Я стал преподавателем. Потому что, пока ничего не происходило, я становился преподавателем. Мать была удовлетворена: вот, думала она, нечто мудрое и посредственное; как раз по мерке нам, нашему теперешнему месту, в тени. Я сделаюсь преподавателем. Не буду играть на бирже. Мне не по карману будет транжирить деньги с любовницами, как транжирил мой отец. Да-да, как мой отец! Потому что, старея вместе с матерью, память об отце порождала из уныния, из толщи пыли и сумрака, в которых мы жили, нечто невыразимо отвратительное. У отца были любовницы; за ним наверняка водились и иные грешки, как же иначе объяснить поразившее нас проклятие? Главное, чтобы я не был похож на него.

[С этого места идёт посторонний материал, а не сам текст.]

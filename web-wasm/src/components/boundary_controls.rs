//! 境界レイヤーのチェックボックス

use crate::controller::AppController;
use bham311_common::view_model::BoundaryToggle;
use bham311_common::PanelEvent;
use leptos::prelude::*;

#[component]
pub fn BoundaryControls(controller: AppController) -> impl IntoView {
    let vm = controller.vm;
    let toggles = move || vm.with(|vm| vm.boundaries().to_vec());
    let select = move |visible: bool| {
        move |ev: leptos::ev::MouseEvent| {
            ev.prevent_default();
            controller.dispatch(PanelEvent::SetAllBoundaries(visible));
        }
    };

    view! {
        <div class="boundary-controls">
            <div class="group-header">"Boundaries"</div>
            <div class="select-links">
                <a href="#" on:click=select(true)>"Select all"</a>
                <a href="#" on:click=select(false)>"Select none"</a>
            </div>
            <For
                each=toggles
                key=|toggle| toggle.def.name.clone()
                children=move |toggle| view! { <BoundaryItem controller=controller toggle=toggle /> }
            />
        </div>
    }
}

#[component]
fn BoundaryItem(controller: AppController, toggle: BoundaryToggle) -> impl IntoView {
    let BoundaryToggle { def, .. } = toggle;
    let id = def.dom_id();
    let name = StoredValue::new(def.name.clone());
    let checked = move || {
        controller
            .vm
            .with(|vm| name.with_value(|name| vm.boundary_visible(name)))
    };

    view! {
        <div class="layer-item" class:indented=def.indent>
            <input
                type="checkbox"
                id=id.clone()
                prop:checked=checked
                on:change=move |ev| {
                    controller.dispatch(PanelEvent::ToggleBoundary {
                        name: name.get_value(),
                        visible: event_target_checked(&ev),
                    });
                }
            />
            <span class="boundary-swatch" style:background-color=def.color.clone()></span>
            <label for=id class="link-cursor">{def.name.clone()}</label>
        </div>
    }
}
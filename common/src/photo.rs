//! 写真サムネイルレイヤーの組み立て
//!
//! 対象Issueの選定と間引き、バッチ画像APIの結果からマーカー一覧を作る。
//! 取得そのものはWASM側。

use crate::address::AddressParts;
use crate::api::ImageVariant;
use crate::category::CategoryIndex;
use crate::selection::SelectedCategories;
use crate::types::{BatchImageRequest, BatchImageResponse, ImageInfo, Issue, LatLng};
use serde::Serialize;

/// 写真マーカー1件
#[derive(Debug, Clone, PartialEq, Serialize)]
pub struct PhotoMarker {
    pub issue_id: String,
    pub position: LatLng,
    pub image_url: String,
}

/// 写真の対象となるIssue
///
/// 選択中カテゴリから集め、選択が空（または該当なし）なら全カテゴリ。
/// IDと座標を持つものだけを返す。
pub fn photo_candidates<'a>(
    index: &'a CategoryIndex,
    selected: &SelectedCategories,
) -> Vec<&'a Issue> {
    let mut issues: Vec<&Issue> = selected
        .sorted()
        .into_iter()
        .flat_map(|c| index.issues(c))
        .collect();
    if issues.is_empty() {
        issues = index.categories().flat_map(|c| index.issues(c)).collect();
    }
    issues
        .into_iter()
        .filter(|i| i.id().is_some() && i.location().is_some())
        .collect()
}

/// 上限を超える場合に等間隔で間引く（同じ入力なら同じ結果）
pub fn sample_evenly<T: Clone>(items: &[T], cap: usize) -> Vec<T> {
    if items.len() <= cap {
        return items.to_vec();
    }
    (0..cap).map(|i| items[i * items.len() / cap].clone()).collect()
}

/// バッチ画像APIのリクエスト
pub fn batch_request(issues: &[&Issue]) -> BatchImageRequest {
    BatchImageRequest {
        issue_ids: issues.iter().filter_map(|i| i.id()).map(str::to_string).collect(),
        variant: ImageVariant::Thumbnail.as_str().to_string(),
    }
}

/// 画像情報が使えるIssueだけマーカーにする
pub fn photo_markers(issues: &[&Issue], images: &BatchImageResponse) -> Vec<PhotoMarker> {
    issues
        .iter()
        .filter_map(|issue| {
            let id = issue.id()?;
            let info = images.get(id)?;
            photo_marker(issue, info)
        })
        .collect()
}

/// 個別取得の結果から1件分のマーカー
pub fn photo_marker(issue: &Issue, info: &ImageInfo) -> Option<PhotoMarker> {
    Some(PhotoMarker {
        issue_id: issue.id()?.to_string(),
        position: issue.location()?,
        image_url: info.usable_url()?.to_string(),
    })
}

/// 拡大表示のキャプション
#[derive(Debug, Clone, PartialEq, Serialize)]
pub struct PhotoCaption {
    pub category: String,
    /// `"{通り名}, {郵便番号}"`
    pub location: String,
    pub created_at: Option<String>,
    pub status: String,
}

impl PhotoCaption {
    pub fn new(issue: &Issue) -> Self {
        Self {
            category: issue
                .category
                .clone()
                .unwrap_or_else(|| "Category not available".to_string()),
            location: AddressParts::parse(issue.address_text()).headline(),
            created_at: issue.created_at.clone(),
            status: issue
                .status
                .clone()
                .unwrap_or_else(|| "Status not available".to_string()),
        }
    }
}
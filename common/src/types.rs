//! APIレスポンスの型定義
//!
//! バックエンドが返すJSONは表記ゆれが多いため、寛容にデシリアライズする:
//! - Issue: 311リクエスト1件（座標は数値/文字列、市域フラグは0/1/bool）
//! - Comment / StatusChange: 複数のフィールド名を受け付ける
//! - ImageInfo: 画像URL（単体・バッチ共通）

use serde::{Deserialize, Deserializer, Serialize};
use serde_json::Value;
use std::collections::HashMap;

/// カテゴリ未設定のIssueをまとめるカテゴリ名
pub const UNKNOWN_CATEGORY: &str = "Unknown";

/// 緯度経度
#[derive(Debug, Clone, Copy, PartialEq, Serialize, Deserialize)]
pub struct LatLng {
    pub lat: f64,
    pub lng: f64,
}

impl LatLng {
    pub fn new(lat: f64, lng: f64) -> Self {
        Self { lat, lng }
    }
}

/// 311サービスリクエスト1件
#[derive(Debug, Clone, Default, PartialEq, Serialize, Deserialize)]
#[serde(default)]
pub struct Issue {
    #[serde(deserialize_with = "de::opt_id")]
    pub issue_id: Option<String>,

    #[serde(rename = "issueId", deserialize_with = "de::opt_id", skip_serializing)]
    pub issue_id_camel: Option<String>,

    #[serde(deserialize_with = "de::opt_id", skip_serializing)]
    pub id: Option<String>,

    #[serde(rename = "request_type_full_category", deserialize_with = "de::opt_string")]
    pub category: Option<String>,

    #[serde(deserialize_with = "de::opt_string")]
    pub status: Option<String>,

    #[serde(deserialize_with = "de::opt_coord")]
    pub latitude: Option<f64>,

    #[serde(deserialize_with = "de::opt_coord")]
    pub longitude: Option<f64>,

    #[serde(deserialize_with = "de::opt_string")]
    pub address: Option<String>,

    #[serde(rename = "Address", deserialize_with = "de::opt_string", skip_serializing)]
    pub address_upper: Option<String>,

    #[serde(deserialize_with = "de::opt_string")]
    pub created_at: Option<String>,

    #[serde(deserialize_with = "de::opt_string")]
    pub updated_at: Option<String>,

    #[serde(deserialize_with = "de::opt_string")]
    pub description: Option<String>,

    #[serde(deserialize_with = "de::opt_string")]
    pub summary: Option<String>,

    #[serde(deserialize_with = "de::opt_string")]
    pub representative_image_url: Option<String>,

    #[serde(deserialize_with = "de::opt_string")]
    pub representative_image: Option<String>,

    #[serde(deserialize_with = "de::opt_string")]
    pub image_square_100x100: Option<String>,

    #[serde(deserialize_with = "de::opt_string")]
    pub image_full_url: Option<String>,

    #[serde(deserialize_with = "de::opt_string")]
    pub image_full: Option<String>,

    #[serde(deserialize_with = "de::opt_string")]
    pub image_url: Option<String>,

    #[serde(deserialize_with = "de::opt_string")]
    pub video_url: Option<String>,

    #[serde(deserialize_with = "de::flag")]
    pub within_city_limits: bool,

    #[serde(deserialize_with = "de::opt_string")]
    pub reporter_name: Option<String>,

    #[serde(deserialize_with = "de::opt_string", skip_serializing)]
    pub reported_by: Option<String>,

    #[serde(deserialize_with = "de::opt_string")]
    pub reporter_email: Option<String>,

    #[serde(deserialize_with = "de::opt_string")]
    pub seeclickfix_url: Option<String>,

    #[serde(deserialize_with = "de::lenient_vec")]
    pub status_history: Vec<StatusChange>,
}

impl Issue {
    /// `issue_id` / `issueId` / `id` の順に最初に見つかったID
    pub fn id(&self) -> Option<&str> {
        self.issue_id
            .as_deref()
            .or(self.issue_id_camel.as_deref())
            .or(self.id.as_deref())
    }

    /// カテゴリ名（未設定は"Unknown"）
    pub fn category_name(&self) -> &str {
        self.category.as_deref().unwrap_or(UNKNOWN_CATEGORY)
    }

    /// 有効な座標（0や非有限値は欠損扱い）
    pub fn location(&self) -> Option<LatLng> {
        match (self.latitude, self.longitude) {
            (Some(lat), Some(lng))
                if lat.is_finite() && lng.is_finite() && lat != 0.0 && lng != 0.0 =>
            {
                Some(LatLng::new(lat, lng))
            }
            _ => None,
        }
    }

    pub fn address_text(&self) -> Option<&str> {
        self.address.as_deref().or(self.address_upper.as_deref())
    }

    pub fn reporter(&self) -> &str {
        self.reporter_name
            .as_deref()
            .or(self.reported_by.as_deref())
            .unwrap_or("Anonymous")
    }

    /// マーカーのホバー表示に使う画像URL（Issueレコード内にあるもの）
    pub fn thumbnail_url(&self) -> Option<&str> {
        self.representative_image_url
            .as_deref()
            .or(self.image_square_100x100.as_deref())
            .or(self.image_full_url.as_deref())
    }

    /// 詳細表示用のSeeClickFixリンク
    pub fn seeclickfix_link(&self) -> Option<String> {
        if let Some(url) = &self.seeclickfix_url {
            return Some(url.clone());
        }
        self.id()
            .map(|id| format!("https://seeclickfix.com/issues/{}", id))
    }
}

/// ステータス履歴1件
#[derive(Debug, Clone, Default, PartialEq, Serialize)]
pub struct StatusChange {
    pub date: Option<String>,
    pub status: Option<String>,
    pub old_status: Option<String>,
}

impl<'de> Deserialize<'de> for StatusChange {
    fn deserialize<D: Deserializer<'de>>(deserializer: D) -> Result<Self, D::Error> {
        let value = Value::deserialize(deserializer)?;
        if !value.is_object() {
            return Err(serde::de::Error::custom("expected an object"));
        }
        Ok(Self {
            date: first_string(&value, &["changed_at", "date", "created_at"]),
            status: first_string(&value, &["status", "new_status"]),
            old_status: first_string(&value, &["old_status"]),
        })
    }
}

/// コメント1件
#[derive(Debug, Clone, Default, PartialEq, Serialize)]
pub struct Comment {
    pub date: Option<String>,
    pub text: Option<String>,
    pub commenter_name: Option<String>,
    pub commenter_email: Option<String>,
    pub image_full: Option<String>,
    pub image_square: Option<String>,
}

impl<'de> Deserialize<'de> for Comment {
    fn deserialize<D: Deserializer<'de>>(deserializer: D) -> Result<Self, D::Error> {
        let value = Value::deserialize(deserializer)?;
        if !value.is_object() {
            return Err(serde::de::Error::custom("expected an object"));
        }
        Ok(Self {
            date: first_string(
                &value,
                &["created_at", "date", "created_date", "timestamp", "time"],
            ),
            text: first_string(
                &value,
                &["comment", "text", "body", "description", "message"],
            ),
            commenter_name: first_string(
                &value,
                &["commenter_name", "author_name", "name", "user_name", "submitter_name"],
            ),
            commenter_email: first_string(
                &value,
                &["commenter_email", "author_email", "email", "user_email"],
            ),
            image_full: first_string(&value, &["media_image_full", "image_full"]),
            image_square: first_string(&value, &["media_image_square", "image_square_100x100"]),
        })
    }
}

/// コメントAPIのレスポンスを読む
///
/// 配列そのもの、または `{"comments": [...]}` のどちらも受け付け、読めない要素は捨てる。
pub fn parse_comments(value: Value) -> Vec<Comment> {
    let items = match value {
        Value::Array(items) => items,
        Value::Object(mut map) => match map.remove("comments") {
            Some(Value::Array(items)) => items,
            _ => Vec::new(),
        },
        _ => Vec::new(),
    };
    items
        .into_iter()
        .filter_map(|v| serde_json::from_value(v).ok())
        .collect()
}

/// 画像検索の結果（`/api/image/{id}` とバッチの各要素）
#[derive(Debug, Clone, Default, PartialEq, Serialize, Deserialize)]
#[serde(default)]
pub struct ImageInfo {
    #[serde(deserialize_with = "de::opt_string")]
    pub image_url: Option<String>,
    pub error: Option<Value>,
}

impl ImageInfo {
    /// エラーがなくURLがある場合のみURLを返す
    pub fn usable_url(&self) -> Option<&str> {
        let has_error = match &self.error {
            None | Some(Value::Null) | Some(Value::Bool(false)) => false,
            Some(Value::String(s)) => !s.is_empty(),
            Some(_) => true,
        };
        if has_error {
            return None;
        }
        self.image_url.as_deref().filter(|u| !u.is_empty())
    }
}

/// バッチ画像検索のリクエストボディ
#[derive(Debug, Clone, Serialize)]
pub struct BatchImageRequest {
    pub issue_ids: Vec<String>,
    pub variant: String,
}

/// バッチ画像検索のレスポンス（issue_id → ImageInfo）
pub type BatchImageResponse = HashMap<String, ImageInfo>;

/// `/api/last-sync`
#[derive(Debug, Clone, Default, Serialize, Deserialize)]
#[serde(default)]
pub struct LastSync {
    pub last_sync_time: Option<String>,
}

/// `/api/issues/stats`
#[derive(Debug, Clone, Default, Serialize, Deserialize)]
#[serde(default)]
pub struct IssueStats {
    pub total_issues: Option<u64>,
}

/// コミュニティ別件数
#[derive(Debug, Clone, Default, PartialEq, Serialize, Deserialize)]
#[serde(default)]
pub struct CommunityCount {
    pub community: String,
    pub count: u64,
}

/// `/api/stats/community-top-issues`
#[derive(Debug, Clone, Default, Serialize, Deserialize)]
#[serde(default)]
pub struct CommunityTopIssues {
    pub issues: HashMap<String, Vec<CommunityCount>>,
    pub top5_issue_types: Vec<String>,
}

/// コミュニティで最も多いカテゴリ
#[derive(Debug, Clone, Default, PartialEq, Serialize, Deserialize)]
#[serde(default)]
pub struct CommunityTopIssue {
    pub community: String,
    pub top_issue_type: String,
    pub count: u64,
    pub total_issues: u64,
}

/// `/api/stats/top-issue-per-community`
#[derive(Debug, Clone, Default, Serialize, Deserialize)]
#[serde(default)]
pub struct TopIssuePerCommunity {
    pub communities: Vec<CommunityTopIssue>,
}

fn first_string(value: &Value, keys: &[&str]) -> Option<String> {
    keys.iter()
        .filter_map(|k| value.get(*k))
        .find_map(de::value_to_string)
}

mod de {
    use super::*;

    pub fn value_to_string(value: &Value) -> Option<String> {
        match value {
            Value::String(s) if !s.is_empty() => Some(s.clone()),
            Value::Number(n) => Some(n.to_string()),
            _ => None,
        }
    }

    pub fn opt_string<'de, D: Deserializer<'de>>(d: D) -> Result<Option<String>, D::Error> {
        let value = Option::<Value>::deserialize(d)?;
        Ok(value.as_ref().and_then(value_to_string))
    }

    pub fn opt_id<'de, D: Deserializer<'de>>(d: D) -> Result<Option<String>, D::Error> {
        opt_string(d)
    }

    pub fn opt_coord<'de, D: Deserializer<'de>>(d: D) -> Result<Option<f64>, D::Error> {
        let value = Option::<Value>::deserialize(d)?;
        Ok(match value {
            Some(Value::Number(n)) => n.as_f64(),
            Some(Value::String(s)) => s.trim().parse::<f64>().ok(),
            _ => None,
        })
    }

    pub fn flag<'de, D: Deserializer<'de>>(d: D) -> Result<bool, D::Error> {
        let value = Option::<Value>::deserialize(d)?;
        Ok(match value {
            Some(Value::Bool(b)) => b,
            Some(Value::Number(n)) => n.as_i64() == Some(1),
            Some(Value::String(s)) => matches!(s.trim(), "1" | "true"),
            _ => false,
        })
    }

    pub fn lenient_vec<'de, D, T>(d: D) -> Result<Vec<T>, D::Error>
    where
        D: Deserializer<'de>,
        T: serde::de::DeserializeOwned,
    {
        let value = Option::<Value>::deserialize(d)?;
        Ok(match value {
            Some(Value::Array(items)) => items
                .into_iter()
                .filter_map(|v| serde_json::from_value(v).ok())
                .collect(),
            _ => Vec::new(),
        })
    }
}
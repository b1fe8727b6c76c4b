//! 311 APIクライアント
//!
//! fetchの失敗は共通のErrorに変換して返す。リトライはしない。

use bham311_common::types::{
    parse_comments, BatchImageRequest, BatchImageResponse, CommunityTopIssues, IssueStats,
    LastSync, TopIssuePerCommunity,
};
use bham311_common::{
    Comment, Endpoints, Error, ImageInfo, ImageVariant, Issue, LayerConfigResponse, Result,
};
use serde::de::DeserializeOwned;
use serde::Serialize;
use serde_json::Value;
use wasm_bindgen::prelude::*;
use wasm_bindgen_futures::JsFuture;
use web_sys::{Request, RequestInit, RequestMode, Response};

#[derive(Debug, Clone)]
pub struct ApiClient {
    endpoints: Endpoints,
}

impl ApiClient {
    pub fn new(api_base: &str) -> Self {
        Self {
            endpoints: Endpoints::new(api_base),
        }
    }

    pub async fn layer_config(&self) -> Result<LayerConfigResponse> {
        get_json(&self.endpoints.layer_config(cache_buster())).await
    }

    /// 市域内のIssue一覧。配列以外のレスポンスはエラー
    pub async fn issues(&self, limit: usize) -> Result<Vec<Issue>> {
        let url = self.endpoints.issues(limit, cache_buster());
        match get_json::<Value>(&url).await? {
            Value::Array(items) => Ok(items
                .into_iter()
                .filter_map(|v| serde_json::from_value(v).ok())
                .collect()),
            _ => Err(Error::MissingField("issues")),
        }
    }

    pub async fn issue(&self, id: &str) -> Result<Issue> {
        get_json(&self.endpoints.issue(id)).await
    }

    pub async fn comments(&self, id: &str) -> Result<Vec<Comment>> {
        let value: Value = get_json(&self.endpoints.comments(id)).await?;
        Ok(parse_comments(value))
    }

    pub async fn boundary(&self, filename: &str) -> Result<Value> {
        get_json(&self.endpoints.boundary(filename)).await
    }

    pub async fn image(&self, id: &str, variant: Option<ImageVariant>) -> Result<ImageInfo> {
        get_json(&self.endpoints.image(id, variant)).await
    }

    pub async fn images_batch(&self, request: &BatchImageRequest) -> Result<BatchImageResponse> {
        post_json(&self.endpoints.images_batch(), request).await
    }

    pub async fn last_sync(&self) -> Result<LastSync> {
        get_json(&self.endpoints.last_sync()).await
    }

    pub async fn stats(&self) -> Result<IssueStats> {
        get_json(&self.endpoints.stats()).await
    }

    pub async fn community_top_issues(&self) -> Result<CommunityTopIssues> {
        get_json(&self.endpoints.community_top_issues()).await
    }

    pub async fn top_issue_per_community(&self) -> Result<TopIssuePerCommunity> {
        get_json(&self.endpoints.top_issue_per_community()).await
    }
}

/// キャッシュ回避用のタイムスタンプ（ミリ秒）
fn cache_buster() -> u64 {
    js_sys::Date::now() as u64
}

fn network_error(err: JsValue) -> Error {
    Error::Network(err.as_string().unwrap_or_else(|| format!("{:?}", err)))
}

async fn get_json<T: DeserializeOwned>(url: &str) -> Result<T> {
    let opts = RequestInit::new();
    opts.set_method("GET");
    opts.set_mode(RequestMode::Cors);
    send(url, &opts, false).await
}

async fn post_json<B: Serialize, T: DeserializeOwned>(url: &str, body: &B) -> Result<T> {
    let body = serde_json::to_string(body)?;

    let opts = RequestInit::new();
    opts.set_method("POST");
    opts.set_mode(RequestMode::Cors);
    opts.set_body(&JsValue::from_str(&body));
    send(url, &opts, true).await
}

async fn send<T: DeserializeOwned>(url: &str, opts: &RequestInit, json_body: bool) -> Result<T> {
    let request = Request::new_with_str_and_init(url, opts).map_err(network_error)?;
    request
        .headers()
        .set("Accept", "application/json")
        .map_err(network_error)?;
    if json_body {
        request
            .headers()
            .set("Content-Type", "application/json")
            .map_err(network_error)?;
    }

    let window = gloo::utils::window();
    let resp_value = JsFuture::from(window.fetch_with_request(&request))
        .await
        .map_err(network_error)?;
    let resp: Response = resp_value.dyn_into().map_err(network_error)?;

    if !resp.ok() {
        return Err(Error::Http {
            status: resp.status(),
            url: url.to_string(),
        });
    }

    // 数値IDを崩さないようJSON文字列として受けてserde_jsonで読む
    let text = JsFuture::from(resp.text().map_err(network_error)?)
        .await
        .map_err(network_error)?;
    let text = text.as_string().ok_or(Error::MissingField("body"))?;
    Ok(serde_json::from_str(&text)?)
}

Я и не хотел быть на него похожим. Я тоже проникся ненавистью к нему. Вернее, я ненавидел то, что он представлял, то, что было, полагал я, источником всех наших горестей: нашу буржуазность, «его» буржуазность.
Работая в техникуме, я познакомлюсь с миром труда, с детьми пролетариев. Эта мысль меня привлекала. Куда больше, чем преподавание детям буржуазии вроде меня. Я думал, что мне представляется случай вырваться из своей среды, вернее, из привычной колеи, потому что после смерти отца никакой среды у меня, собственно, не было.
Были только привычки; грустные привычки избалованного, но бедного ребенка. А потом пришел месяц май. Я получил представление о другой жизни, не похожей на жизнь царька в изгнании, которую вел до тех пор. После мая я уже не так мучился и за свое былое монаршее величие, неизменно сопровождавшееся угрызениями, и за то, что я его утратил, — чувства, возможно, противоречивые, но крепко сплавленные в моем сознании какой-то болезненной химией.
Я принимал участие в демонстрациях; брусчатку мостовой, правда, не выворачивал, это не в моей натуре; мне не по вкусу разрушения, стычки, не по вкусу случайные затрещины, беспорядок, во всяком случае в мире материальном. И все же я принимал участие в демонстрациях. Я много говорил, много кричал. Я убеждал себя, что могу не стыдиться своего положения бедняка, или почти бедняка, или потрепанного буржуа, как стыдится моя мать. Я могу стать чем-то иным, не этой последней, протертой до блеска, до дыр тряпкой буржуазии.